INFORMATION SHOWN ->
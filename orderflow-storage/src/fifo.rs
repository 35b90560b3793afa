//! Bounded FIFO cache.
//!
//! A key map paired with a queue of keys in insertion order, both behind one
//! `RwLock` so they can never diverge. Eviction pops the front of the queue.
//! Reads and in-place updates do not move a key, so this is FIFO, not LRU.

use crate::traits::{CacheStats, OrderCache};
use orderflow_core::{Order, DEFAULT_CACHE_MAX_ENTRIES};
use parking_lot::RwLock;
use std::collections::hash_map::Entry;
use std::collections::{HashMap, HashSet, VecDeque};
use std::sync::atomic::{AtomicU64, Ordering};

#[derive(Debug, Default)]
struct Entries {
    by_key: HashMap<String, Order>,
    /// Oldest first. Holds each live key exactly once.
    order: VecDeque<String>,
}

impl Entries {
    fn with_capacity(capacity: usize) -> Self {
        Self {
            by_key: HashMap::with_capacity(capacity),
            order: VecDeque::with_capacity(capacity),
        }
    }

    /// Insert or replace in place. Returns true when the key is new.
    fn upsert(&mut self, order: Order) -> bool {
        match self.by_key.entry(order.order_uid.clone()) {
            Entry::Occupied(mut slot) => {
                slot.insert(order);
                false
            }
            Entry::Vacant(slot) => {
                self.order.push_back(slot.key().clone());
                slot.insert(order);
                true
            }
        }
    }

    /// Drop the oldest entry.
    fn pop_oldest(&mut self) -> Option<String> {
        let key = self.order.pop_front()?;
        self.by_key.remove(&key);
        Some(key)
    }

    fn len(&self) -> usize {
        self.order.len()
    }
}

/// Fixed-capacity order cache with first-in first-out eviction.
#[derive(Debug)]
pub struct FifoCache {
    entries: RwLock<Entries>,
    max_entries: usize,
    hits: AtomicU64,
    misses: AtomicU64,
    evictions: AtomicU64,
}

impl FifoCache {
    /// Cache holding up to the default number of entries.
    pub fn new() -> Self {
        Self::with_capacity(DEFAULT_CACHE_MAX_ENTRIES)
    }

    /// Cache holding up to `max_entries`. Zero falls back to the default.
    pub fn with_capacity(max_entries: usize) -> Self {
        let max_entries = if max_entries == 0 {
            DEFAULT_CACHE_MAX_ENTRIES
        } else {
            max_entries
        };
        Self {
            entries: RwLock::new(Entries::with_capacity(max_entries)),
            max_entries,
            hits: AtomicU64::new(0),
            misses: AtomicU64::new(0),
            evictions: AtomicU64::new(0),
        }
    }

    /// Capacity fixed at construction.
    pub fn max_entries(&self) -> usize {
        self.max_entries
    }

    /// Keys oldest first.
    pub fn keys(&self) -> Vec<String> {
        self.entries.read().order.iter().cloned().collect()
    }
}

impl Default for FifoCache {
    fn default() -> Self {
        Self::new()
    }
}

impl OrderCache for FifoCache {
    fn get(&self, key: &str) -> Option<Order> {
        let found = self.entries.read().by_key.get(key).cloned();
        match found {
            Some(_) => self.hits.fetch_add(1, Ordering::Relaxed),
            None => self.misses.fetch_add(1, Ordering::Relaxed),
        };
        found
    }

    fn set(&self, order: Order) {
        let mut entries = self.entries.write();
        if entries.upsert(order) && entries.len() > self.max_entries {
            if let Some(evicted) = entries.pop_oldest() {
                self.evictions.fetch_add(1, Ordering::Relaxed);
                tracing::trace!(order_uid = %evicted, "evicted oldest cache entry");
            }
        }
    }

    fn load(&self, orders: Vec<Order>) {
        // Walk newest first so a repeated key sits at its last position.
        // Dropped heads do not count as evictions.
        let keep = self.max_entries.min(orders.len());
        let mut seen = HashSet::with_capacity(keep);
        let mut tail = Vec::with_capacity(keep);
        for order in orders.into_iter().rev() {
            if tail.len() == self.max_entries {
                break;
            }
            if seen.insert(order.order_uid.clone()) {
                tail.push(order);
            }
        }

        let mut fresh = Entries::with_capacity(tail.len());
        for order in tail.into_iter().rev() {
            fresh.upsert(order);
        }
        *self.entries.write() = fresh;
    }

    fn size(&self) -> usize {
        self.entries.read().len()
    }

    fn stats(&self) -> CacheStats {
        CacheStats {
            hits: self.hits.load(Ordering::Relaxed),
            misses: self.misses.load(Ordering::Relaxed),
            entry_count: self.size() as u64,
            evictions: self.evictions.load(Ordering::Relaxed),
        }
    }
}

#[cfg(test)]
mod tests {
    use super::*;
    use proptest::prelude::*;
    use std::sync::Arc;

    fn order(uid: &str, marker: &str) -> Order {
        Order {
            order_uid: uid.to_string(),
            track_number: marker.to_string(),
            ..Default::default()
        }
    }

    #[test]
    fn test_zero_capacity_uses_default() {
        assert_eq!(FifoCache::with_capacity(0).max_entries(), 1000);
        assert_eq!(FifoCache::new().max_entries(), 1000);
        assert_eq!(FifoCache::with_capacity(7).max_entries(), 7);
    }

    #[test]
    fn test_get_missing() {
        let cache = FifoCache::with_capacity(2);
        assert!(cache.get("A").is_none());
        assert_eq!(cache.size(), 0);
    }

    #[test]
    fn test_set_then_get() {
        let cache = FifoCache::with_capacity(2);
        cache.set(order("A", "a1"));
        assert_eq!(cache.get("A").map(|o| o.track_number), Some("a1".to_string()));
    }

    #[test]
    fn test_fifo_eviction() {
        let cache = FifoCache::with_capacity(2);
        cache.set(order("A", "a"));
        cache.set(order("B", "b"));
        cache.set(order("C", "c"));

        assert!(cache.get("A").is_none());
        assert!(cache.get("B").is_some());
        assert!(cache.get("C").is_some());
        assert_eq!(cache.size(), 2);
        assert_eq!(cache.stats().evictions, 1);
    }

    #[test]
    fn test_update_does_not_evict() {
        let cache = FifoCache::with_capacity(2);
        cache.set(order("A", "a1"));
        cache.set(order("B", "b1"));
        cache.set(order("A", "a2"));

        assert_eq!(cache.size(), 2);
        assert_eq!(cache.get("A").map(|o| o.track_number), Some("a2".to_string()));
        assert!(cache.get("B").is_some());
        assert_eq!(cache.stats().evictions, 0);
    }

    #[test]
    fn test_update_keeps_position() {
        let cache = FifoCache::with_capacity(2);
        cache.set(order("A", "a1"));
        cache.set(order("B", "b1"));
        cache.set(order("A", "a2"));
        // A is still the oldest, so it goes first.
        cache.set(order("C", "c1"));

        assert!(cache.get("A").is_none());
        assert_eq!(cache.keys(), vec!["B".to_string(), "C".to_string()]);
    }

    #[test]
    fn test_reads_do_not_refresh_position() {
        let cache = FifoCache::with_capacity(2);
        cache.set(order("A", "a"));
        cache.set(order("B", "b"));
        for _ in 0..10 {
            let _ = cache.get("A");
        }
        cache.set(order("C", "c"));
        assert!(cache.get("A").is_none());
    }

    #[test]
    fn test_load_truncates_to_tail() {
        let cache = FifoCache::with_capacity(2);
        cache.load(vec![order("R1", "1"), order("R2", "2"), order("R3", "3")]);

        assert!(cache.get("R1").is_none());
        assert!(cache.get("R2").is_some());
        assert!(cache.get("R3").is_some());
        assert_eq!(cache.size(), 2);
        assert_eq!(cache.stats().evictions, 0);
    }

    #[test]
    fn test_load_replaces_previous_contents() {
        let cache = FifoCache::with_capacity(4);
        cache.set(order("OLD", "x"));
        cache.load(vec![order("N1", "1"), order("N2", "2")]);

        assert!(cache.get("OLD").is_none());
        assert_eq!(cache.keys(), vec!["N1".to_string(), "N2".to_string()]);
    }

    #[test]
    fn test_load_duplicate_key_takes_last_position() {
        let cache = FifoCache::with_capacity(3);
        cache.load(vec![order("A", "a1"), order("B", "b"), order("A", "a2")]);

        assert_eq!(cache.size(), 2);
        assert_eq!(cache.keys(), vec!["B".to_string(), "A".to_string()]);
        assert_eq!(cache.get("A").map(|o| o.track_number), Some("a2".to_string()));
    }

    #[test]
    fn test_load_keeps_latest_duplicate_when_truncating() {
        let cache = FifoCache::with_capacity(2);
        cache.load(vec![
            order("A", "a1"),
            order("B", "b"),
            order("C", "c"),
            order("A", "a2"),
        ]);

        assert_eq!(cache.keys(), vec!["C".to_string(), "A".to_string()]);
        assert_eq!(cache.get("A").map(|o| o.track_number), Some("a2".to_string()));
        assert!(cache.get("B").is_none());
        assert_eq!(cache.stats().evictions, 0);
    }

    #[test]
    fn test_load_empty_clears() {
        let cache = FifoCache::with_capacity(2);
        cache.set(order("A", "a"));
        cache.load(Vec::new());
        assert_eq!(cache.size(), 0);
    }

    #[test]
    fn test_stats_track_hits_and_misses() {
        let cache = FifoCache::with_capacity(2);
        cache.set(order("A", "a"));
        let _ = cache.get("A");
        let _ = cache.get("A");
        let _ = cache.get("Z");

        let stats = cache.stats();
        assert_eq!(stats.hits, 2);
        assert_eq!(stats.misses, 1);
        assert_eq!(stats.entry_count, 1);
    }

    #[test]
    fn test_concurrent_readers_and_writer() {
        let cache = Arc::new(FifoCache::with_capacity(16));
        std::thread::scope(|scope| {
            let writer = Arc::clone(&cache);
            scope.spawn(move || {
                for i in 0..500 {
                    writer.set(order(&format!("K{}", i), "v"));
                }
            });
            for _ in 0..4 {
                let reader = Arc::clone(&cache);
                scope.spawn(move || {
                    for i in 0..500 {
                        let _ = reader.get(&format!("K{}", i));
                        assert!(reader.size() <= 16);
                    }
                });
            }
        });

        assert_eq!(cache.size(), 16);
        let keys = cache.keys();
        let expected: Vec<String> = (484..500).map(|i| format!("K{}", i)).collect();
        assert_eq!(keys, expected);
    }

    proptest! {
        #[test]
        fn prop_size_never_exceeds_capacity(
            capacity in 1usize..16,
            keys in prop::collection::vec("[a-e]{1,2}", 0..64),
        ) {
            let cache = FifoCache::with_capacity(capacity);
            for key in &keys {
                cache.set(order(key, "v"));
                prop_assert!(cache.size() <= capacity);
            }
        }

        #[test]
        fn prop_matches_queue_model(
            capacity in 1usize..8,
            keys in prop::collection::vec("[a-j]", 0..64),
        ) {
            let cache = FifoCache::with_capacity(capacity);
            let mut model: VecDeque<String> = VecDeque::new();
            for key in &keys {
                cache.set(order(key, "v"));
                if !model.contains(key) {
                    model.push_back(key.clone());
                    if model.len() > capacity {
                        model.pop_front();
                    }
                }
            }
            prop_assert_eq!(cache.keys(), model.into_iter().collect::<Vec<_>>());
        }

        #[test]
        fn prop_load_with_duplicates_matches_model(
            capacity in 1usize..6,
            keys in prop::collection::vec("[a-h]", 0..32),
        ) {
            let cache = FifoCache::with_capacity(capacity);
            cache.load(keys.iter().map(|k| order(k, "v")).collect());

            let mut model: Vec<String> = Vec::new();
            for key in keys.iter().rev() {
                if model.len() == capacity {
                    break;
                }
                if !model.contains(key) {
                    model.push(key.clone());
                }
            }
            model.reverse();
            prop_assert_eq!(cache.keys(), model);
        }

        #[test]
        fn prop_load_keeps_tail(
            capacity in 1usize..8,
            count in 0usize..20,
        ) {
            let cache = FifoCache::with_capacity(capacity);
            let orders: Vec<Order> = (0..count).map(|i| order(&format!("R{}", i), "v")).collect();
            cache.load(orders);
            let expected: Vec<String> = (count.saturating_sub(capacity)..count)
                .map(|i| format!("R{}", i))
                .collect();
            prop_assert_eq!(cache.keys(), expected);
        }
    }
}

YOUR INSTRUCTIONS -> The response must consist solely of the lines from the first line of the entries through the line containing "pub struct FifoCache", repeated exactly.

WRITTEN RESPONSE ->
filename orderflow-storage/src/fifo.rs
repository 35b90560b3793afa
//! Bounded FIFO cache.
//!
//! A key map paired with a queue of keys in insertion order, both behind one
//! `RwLock` so they can never diverge. Eviction pops the front of the queue.
//! Reads and in-place updates do not move a key, so this is FIFO, not LRU.

use crate::traits::{CacheStats, OrderCache};
use orderflow_core::{Order, DEFAULT_CACHE_MAX_ENTRIES};
use parking_lot::RwLock;
use std::collections::hash_map::Entry;
use std::collections::{HashMap, HashSet, VecDeque};
use std::sync::atomic::{AtomicU64, Ordering};

#[derive(Debug, Default)]
struct Entries {
    by_key: HashMap<String, Order>,
    /// Oldest first. Holds each live key exactly once.
    order: VecDeque<String>,
}

impl Entries {
    fn with_capacity(capacity: usize) -> Self {
        Self {
            by_key: HashMap::with_capacity(capacity),
            order: VecDeque::with_capacity(capacity),
        }
    }

    /// Insert or replace in place. Returns true when the key is new.
    fn upsert(&mut self, order: Order) -> bool {
        match self.by_key.entry(order.order_uid.clone()) {
            Entry::Occupied(mut slot) => {
                slot.insert(order);
                false
            }
            Entry::Vacant(slot) => {
                self.order.push_back(slot.key().clone());
                slot.insert(order);
                true
            }
        }
    }

    /// Drop the oldest entry.
    fn pop_oldest(&mut self) -> Option<String> {
        let key = self.order.pop_front()?;
        self.by_key.remove(&key);
        Some(key)
    }

    fn len(&self) -> usize {
        self.order.len()
    }
}

/// Fixed-capacity order cache with first-in first-out eviction.
#[derive(Debug)]
pub struct FifoCache {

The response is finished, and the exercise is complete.